◆ **Work to complete**
Below are lines of data, and only some are wanted. Please repeat exactly those from the line that has "let config: LessonConfig" through the line that has "if q.correct_option >= q.options.len()".
***** Extracted material *****
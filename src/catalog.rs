//! The lesson catalog. A lesson row carries its type specific configuration
//! as one tagged json column, so loading a lesson always yields a fully
//! typed `LessonConfig` that downstream code can match exhaustively.

use log::info;
use sqlx::SqlitePool;

use crate::error::LessonError;
use crate::model::LessonRow;
use crate::schema::{Lesson, LessonChanges, LessonConfig, NewLesson, NotificationMode};
use crate::submission::normalize_word;

pub(crate) fn lesson_from_row(row: LessonRow) -> Result<Lesson, LessonError> {
    let config: LessonConfig = serde_json::from_str(&row.config).map_err(|e| {
        LessonError::internal(format!("stored config of lesson {} is corrupt ({})", row.id, e))
    })?;
    Ok(Lesson {
        id: row.id,
        teacher_id: row.teacher_id,
        title: row.title,
        lesson_type: crate::schema::LessonType::parse(&row.lesson_type)?,
        price: row.price,
        difficulty: row.difficulty,
        notification_mode: NotificationMode::parse(&row.notification_mode)?,
        scheduled_assignment_date: row.scheduled_assignment_date,
        config,
        created_at: row.created_at,
    })
}

pub(crate) async fn fetch_lesson_row(
    con: &mut sqlx::SqliteConnection,
    id: i64,
) -> Result<LessonRow, LessonError> {
    sqlx::query_as::<_, LessonRow>("SELECT * FROM lesson WHERE id = ?")
        .bind(id)
        .fetch_optional(con)
        .await?
        .ok_or_else(|| LessonError::not_found(format!("lesson {} was not found", id)))
}

fn check_config(config: &LessonConfig) -> Result<(), LessonError> {
    match config {
        LessonConfig::Standard => Ok(()),
        LessonConfig::MultiChoice { questions } => {
            if questions.is_empty() {
                return Err(LessonError::validation("a multi choice lesson needs at least one question"));
            }
            for q in questions {
                if q.options.len() < 2 {
                    return Err(LessonError::validation(format!(
                        "question {} needs at least two options",
                        q.id
                    )));
                }
                if q.correct_option >= q.options.len() {
                    return Err(LessonError::validation(format!(
                        "question {} marks a correct option that does not exist",
                        q.id
                    )));
                }
            }
            Ok(())
        }
        LessonConfig::Flashcard { cards } => {
            if cards.is_empty() {
                return Err(LessonError::validation("a flashcard lesson needs at least one card"));
            }
            Ok(())
        }
        LessonConfig::Composer {
            sentence,
            max_tries,
            word_questions,
        } => {
            if sentence.trim().is_empty() {
                return Err(LessonError::validation("the hidden sentence must not be empty"));
            }
            if *max_tries < 1 {
                return Err(LessonError::validation("max_tries must be at least 1"));
            }
            // every word of the sentence needs at least one mini question
            for word in sentence.split_whitespace() {
                let normalized = normalize_word(word);
                if normalized.is_empty() {
                    continue;
                }
                let covered = word_questions
                    .iter()
                    .any(|wq| normalize_word(&wq.word) == normalized && !wq.questions.is_empty());
                if !covered {
                    return Err(LessonError::validation(format!(
                        "the word '{}' has no question attached",
                        word
                    )));
                }
            }
            Ok(())
        }
        LessonConfig::Flipper { attempt_threshold } => {
            if *attempt_threshold < 3 {
                return Err(LessonError::validation("the flipper attempt threshold must be at least 3"));
            }
            Ok(())
        }
        LessonConfig::NewsArticle {
            article,
            max_word_taps,
        } => {
            if article.trim().is_empty() {
                return Err(LessonError::validation("the article text must not be empty"));
            }
            if *max_word_taps < 1 {
                return Err(LessonError::validation("max_word_taps must be at least 1"));
            }
            Ok(())
        }
        LessonConfig::Arkaning {
            points_per_correct,
            euros_per_correct,
            lives,
        } => {
            if *points_per_correct < 0 || *euros_per_correct < 0.0 {
                return Err(LessonError::validation("rewards per correct round must not be negative"));
            }
            if *lives < 1 {
                return Err(LessonError::validation("an arkaning game needs at least one life"));
            }
            Ok(())
        }
        LessonConfig::LearningSession { steps } => {
            if steps.is_empty() {
                return Err(LessonError::validation("a learning session needs at least one step"));
            }
            Ok(())
        }
        LessonConfig::Lyric { lyrics } => {
            if lyrics.trim().is_empty() {
                return Err(LessonError::validation("the lyrics must not be empty"));
            }
            Ok(())
        }
    }
}

fn check_lesson_fields(
    title: &str,
    price: f64,
    difficulty: i64,
    notification_mode: NotificationMode,
    scheduled_assignment_date: Option<i64>,
) -> Result<(), LessonError> {
    if title.trim().is_empty() {
        return Err(LessonError::validation("the title must not be empty"));
    }
    if price < 0.0 {
        return Err(LessonError::validation("the price must not be negative"));
    }
    if !(1..=5).contains(&difficulty) {
        return Err(LessonError::validation("the difficulty must be between 1 and 5"));
    }
    if notification_mode == NotificationMode::AssignOnDate && scheduled_assignment_date.is_none() {
        return Err(LessonError::validation(
            "assigning on a date needs a scheduled assignment date",
        ));
    }
    Ok(())
}

pub async fn create_lesson(
    db: &SqlitePool,
    teacher_id: i64,
    new: NewLesson,
) -> Result<Lesson, LessonError> {
    check_lesson_fields(
        &new.title,
        new.price,
        new.difficulty,
        new.notification_mode,
        new.scheduled_assignment_date,
    )?;
    check_config(&new.config)?;

    let lesson_type = new.config.lesson_type();
    let config_json = serde_json::to_string(&new.config)
        .map_err(|e| LessonError::internal(format!("could not serialize the config ({})", e)))?;
    let now = crate::now_ms();

    let result = sqlx::query(
        r#"
        INSERT INTO lesson(teacher_id, title, lesson_type, price, difficulty,
                           notification_mode, scheduled_assignment_date, config, created_at)
        VALUES (?,?,?,?,?,?,?,?,?)
        "#,
    )
    .bind(teacher_id)
    .bind(&new.title)
    .bind(lesson_type.as_str())
    .bind(new.price)
    .bind(new.difficulty)
    .bind(new.notification_mode.as_str())
    .bind(new.scheduled_assignment_date)
    .bind(&config_json)
    .bind(now)
    .execute(db)
    .await?;

    let id = result.last_insert_rowid();
    info!("teacher {} created {} lesson {}", teacher_id, lesson_type.as_str(), id);
    get_lesson(db, id).await
}

pub async fn get_lesson(db: &SqlitePool, id: i64) -> Result<Lesson, LessonError> {
    let mut con = db.acquire().await?;
    let row = fetch_lesson_row(&mut con, id).await?;
    lesson_from_row(row)
}

pub async fn list_lessons_by_teacher(
    db: &SqlitePool,
    teacher_id: i64,
) -> Result<Vec<Lesson>, LessonError> {
    let rows = sqlx::query_as::<_, LessonRow>(
        "SELECT * FROM lesson WHERE teacher_id = ? ORDER BY created_at DESC",
    )
    .bind(teacher_id)
    .fetch_all(db)
    .await?;

    rows.into_iter().map(lesson_from_row).collect()
}

/// Applies a partial edit. Only the owning teacher may change a lesson.
pub async fn update_lesson(
    db: &SqlitePool,
    lesson_id: i64,
    teacher_id: i64,
    changes: LessonChanges,
) -> Result<Lesson, LessonError> {
    let current = get_lesson(db, lesson_id).await?;
    if current.teacher_id != teacher_id {
        return Err(LessonError::forbidden("this lesson belongs to another teacher"));
    }

    let title = changes.title.unwrap_or(current.title);
    let price = changes.price.unwrap_or(current.price);
    let difficulty = changes.difficulty.unwrap_or(current.difficulty);
    let notification_mode = changes.notification_mode.unwrap_or(current.notification_mode);
    let scheduled = changes
        .scheduled_assignment_date
        .or(current.scheduled_assignment_date);
    let config = changes.config.unwrap_or(current.config);

    check_lesson_fields(&title, price, difficulty, notification_mode, scheduled)?;
    check_config(&config)?;

    let config_json = serde_json::to_string(&config)
        .map_err(|e| LessonError::internal(format!("could not serialize the config ({})", e)))?;

    sqlx::query(
        r#"
        UPDATE lesson SET title = ?, lesson_type = ?, price = ?, difficulty = ?,
                          notification_mode = ?, scheduled_assignment_date = ?, config = ?
        WHERE id = ?
        "#,
    )
    .bind(&title)
    .bind(config.lesson_type().as_str())
    .bind(price)
    .bind(difficulty)
    .bind(notification_mode.as_str())
    .bind(scheduled)
    .bind(&config_json)
    .bind(lesson_id)
    .execute(db)
    .await?;

    get_lesson(db, lesson_id).await
}

/// Deletes a lesson. The assignments of the lesson go with it (cascade).
pub async fn delete_lesson(
    db: &SqlitePool,
    lesson_id: i64,
    teacher_id: i64,
) -> Result<(), LessonError> {
    let current = get_lesson(db, lesson_id).await?;
    if current.teacher_id != teacher_id {
        return Err(LessonError::forbidden("this lesson belongs to another teacher"));
    }

    sqlx::query("DELETE FROM lesson WHERE id = ?")
        .bind(lesson_id)
        .execute(db)
        .await?;
    info!("teacher {} deleted lesson {}", teacher_id, lesson_id);
    Ok(())
}

#[cfg(test)]
mod tests {
    use super::*;
    use crate::schema::{ChoiceQuestion, LessonType, WordQuestion};
    use crate::test_util::{create_lesson, create_student, create_teacher, migrate_test_db};

    #[actix_rt::test]
    async fn create_and_reload_lesson() {
        let db = migrate_test_db().await;
        let teacher = create_teacher(&db, "Frau Sommer").await;

        let lesson = create_lesson(
            &db,
            teacher,
            "Solar system quiz",
            12.0,
            LessonConfig::MultiChoice {
                questions: vec![ChoiceQuestion {
                    id: "q1".to_string(),
                    prompt: "Which planet is closest to the sun?".to_string(),
                    options: vec!["Venus".to_string(), "Mercury".to_string()],
                    correct_option: 1,
                }],
            },
        )
        .await;

        assert_eq!(lesson.lesson_type, LessonType::MultiChoice);

        let reloaded = get_lesson(&db, lesson.id).await.unwrap();
        assert_eq!(reloaded.config, lesson.config);
        assert_eq!(reloaded.price, 12.0);

        let listed = list_lessons_by_teacher(&db, teacher).await.unwrap();
        assert_eq!(listed.len(), 1);
        assert_eq!(listed[0].id, lesson.id);
    }

    #[actix_rt::test]
    async fn flipper_threshold_below_three_is_rejected() {
        let db = migrate_test_db().await;
        let teacher = create_teacher(&db, "Frau Sommer").await;

        let result = super::create_lesson(
            &db,
            teacher,
            NewLesson {
                title: "Tile pairs".to_string(),
                price: 5.0,
                difficulty: 1,
                notification_mode: NotificationMode::NotAssigned,
                scheduled_assignment_date: None,
                config: LessonConfig::Flipper {
                    attempt_threshold: 2,
                },
            },
        )
        .await;

        assert!(matches!(result, Err(LessonError::Validation { .. })));
    }

    #[actix_rt::test]
    async fn composer_needs_a_question_per_word() {
        let db = migrate_test_db().await;
        let teacher = create_teacher(&db, "Frau Sommer").await;

        let result = super::create_lesson(
            &db,
            teacher,
            NewLesson {
                title: "Sentence builder".to_string(),
                price: 5.0,
                difficulty: 2,
                notification_mode: NotificationMode::NotAssigned,
                scheduled_assignment_date: None,
                config: LessonConfig::Composer {
                    sentence: "der Hund bellt".to_string(),
                    max_tries: 3,
                    word_questions: vec![WordQuestion {
                        word: "der".to_string(),
                        questions: vec!["article?".to_string()],
                    }],
                },
            },
        )
        .await;

        assert!(matches!(result, Err(LessonError::Validation { .. })));
    }

    #[actix_rt::test]
    async fn assign_on_date_requires_a_date() {
        let db = migrate_test_db().await;
        let teacher = create_teacher(&db, "Frau Sommer").await;

        let result = super::create_lesson(
            &db,
            teacher,
            NewLesson {
                title: "Scheduled reading".to_string(),
                price: 0.0,
                difficulty: 1,
                notification_mode: NotificationMode::AssignOnDate,
                scheduled_assignment_date: None,
                config: LessonConfig::Standard,
            },
        )
        .await;

        assert!(matches!(result, Err(LessonError::Validation { .. })));
    }

    #[actix_rt::test]
    async fn only_the_owner_can_edit() {
        let db = migrate_test_db().await;
        let owner = create_teacher(&db, "Frau Sommer").await;
        let other = create_teacher(&db, "Herr Winter").await;
        let lesson = create_lesson(&db, owner, "Essay", 3.0, LessonConfig::Standard).await;

        let result = update_lesson(
            &db,
            lesson.id,
            other,
            LessonChanges {
                title: Some("Hijacked".to_string()),
                ..Default::default()
            },
        )
        .await;
        assert!(matches!(result, Err(LessonError::Forbidden { .. })));

        let updated = update_lesson(
            &db,
            lesson.id,
            owner,
            LessonChanges {
                price: Some(9.0),
                ..Default::default()
            },
        )
        .await
        .unwrap();
        assert_eq!(updated.price, 9.0);
        assert_eq!(updated.title, "Essay");
    }

    #[actix_rt::test]
    async fn deleting_a_lesson_cascades_to_assignments() {
        let db = migrate_test_db().await;
        let teacher = create_teacher(&db, "Frau Sommer").await;
        let student = create_student(&db, "Mia").await;
        let lesson = create_lesson(&db, teacher, "Essay", 3.0, LessonConfig::Standard).await;

        let assignment =
            crate::assignment::assign_lesson(&db, lesson.id, student, None, None, crate::now_ms())
                .await
                .unwrap();

        delete_lesson(&db, lesson.id, teacher).await.unwrap();

        let gone = crate::assignment::get_assignment(&db, assignment.id).await;
        assert!(matches!(gone, Err(LessonError::NotFound { .. })));
    }
}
*****
◆ **Task response**
    let config: LessonConfig = serde_json::from_str(&row.config).map_err(|e| {
        LessonError::internal(format!("stored config of lesson {} is corrupt ({})", row.id, e))
    })?;
    Ok(Lesson {
        id: row.id,
        teacher_id: row.teacher_id,
        title: row.title,
        lesson_type: crate::schema::LessonType::parse(&row.lesson_type)?,
        price: row.price,
        difficulty: row.difficulty,
        notification_mode: NotificationMode::parse(&row.notification_mode)?,
        scheduled_assignment_date: row.scheduled_assignment_date,
        config,
        created_at: row.created_at,
    })
}

pub(crate) async fn fetch_lesson_row(
    con: &mut sqlx::SqliteConnection,
    id: i64,
) -> Result<LessonRow, LessonError> {
    sqlx::query_as::<_, LessonRow>("SELECT * FROM lesson WHERE id = ?")
        .bind(id)
        .fetch_optional(con)
        .await?
        .ok_or_else(|| LessonError::not_found(format!("lesson {} was not found", id)))
}

fn check_config(config: &LessonConfig) -> Result<(), LessonError> {
    match config {
        LessonConfig::Standard => Ok(()),
        LessonConfig::MultiChoice { questions } => {
            if questions.is_empty() {
                return Err(LessonError::validation("a multi choice lesson needs at least one question"));
            }
            for q in questions {
                if q.options.len() < 2 {
                    return Err(LessonError::validation(format!(
                        "question {} needs at least two options",
                        q.id
                    )));
                }
                if q.correct_option >= q.options.len() {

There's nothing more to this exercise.